The conclusions are that DNA storage could be feasible for archiving huge amounts of data while being less expensive over time compared to traditional storage.

Weak points:  assumptions of future cost for DNA synthesis, DNA read and write time has been completely overlooked, and is way too long.


Future research


The results are relevant for further research of new storage technology, but currently not of practical use. Reducing access time and a report on how DNA synthesis can become cheaper should be the next steps.

---



What theory Is


Theory is a way of thinking systematically in order to accumulate knowledge.
A theory can be constructed with statements backed up by facts.
There should be consensus in the construction of the theory.
Theories can be used to analyze, explain, enlighten about and predict concepts.


What it is Not


Collected data, hypotheses and references to other works. These are components in a theory but are not theories by themselves.
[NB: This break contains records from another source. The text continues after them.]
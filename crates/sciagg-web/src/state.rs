//! Shared application state for the web server.

use std::sync::Arc;

use sciagg_common::AppConfig;
use sciagg_db::Database;
use sciagg_ingestion::HarvestProgress;
use serde::Serialize;
use tokio::sync::{broadcast, Mutex, OwnedMutexGuard};

/// Events pushed to connected clients via SSE.
#[derive(Debug, Clone, Serialize)]
#[serde(tag = "type", rename_all = "snake_case")]
pub enum AppEvent {
    /// Progress from a running harvest
    Harvest(HarvestProgress),
    /// A dashboard action moved to a new stage
    ActionStatus { action: String, stage: String, message: String },
    /// Shown as a notice on the dashboard
    Notification { level: String, message: String },
}

impl AppEvent {
    pub fn status(action: &str, stage: &str, message: impl Into<String>) -> Self {
        AppEvent::ActionStatus { action: action.into(), stage: stage.into(), message: message.into() }
    }

    pub fn error(message: impl Into<String>) -> Self {
        AppEvent::Notification { level: "error".into(), message: message.into() }
    }
}

/// Shared state injected into every Axum handler.
#[derive(Clone)]
pub struct AppState {
    pub db: Arc<Database>,
    pub config: Arc<AppConfig>,
    /// Broadcast channel for SSE push events
    pub event_tx: broadcast::Sender<AppEvent>,
    /// Held while a collect/process/rebuild action runs.
    busy: Arc<Mutex<()>>,
}

impl AppState {
    pub fn new(db: Arc<Database>, config: Arc<AppConfig>) -> Self {
        let (event_tx, _) = broadcast::channel(256);
        Self { db, config, event_tx, busy: Arc::new(Mutex::new(())) }
    }

    pub fn subscribe(&self) -> broadcast::Receiver<AppEvent> {
        self.event_tx.subscribe()
    }

    pub fn emit(&self, event: AppEvent) {
        // No subscribers is fine.
        let _ = self.event_tx.send(event);
    }

    /// Claim the action slot; `None` while another action is running.
    pub fn try_begin_action(&self) -> Option<OwnedMutexGuard<()>> {
        self.busy.clone().try_lock_owned().ok()
    }

    pub fn action_running(&self) -> bool {
        self.busy.try_lock().is_err()
    }
}

pub type SharedState = Arc<AppState>;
Theories in my selected paper


My selected paper is a mix of prediction & Design and action theories. This is because it describes the current situation, proposes a future solution and at the same time at least partially explains how to achieve the solution.


Benefits and limitations of using the selected theory or theories


The benefits of using these two theories is that there is a concrete problem to be solved, it can easily be described and there are available technologies that can be developed further to become a solution to the problem. Using the selected theories makes it easy for other researchers to continue where this paper came to its conclusion.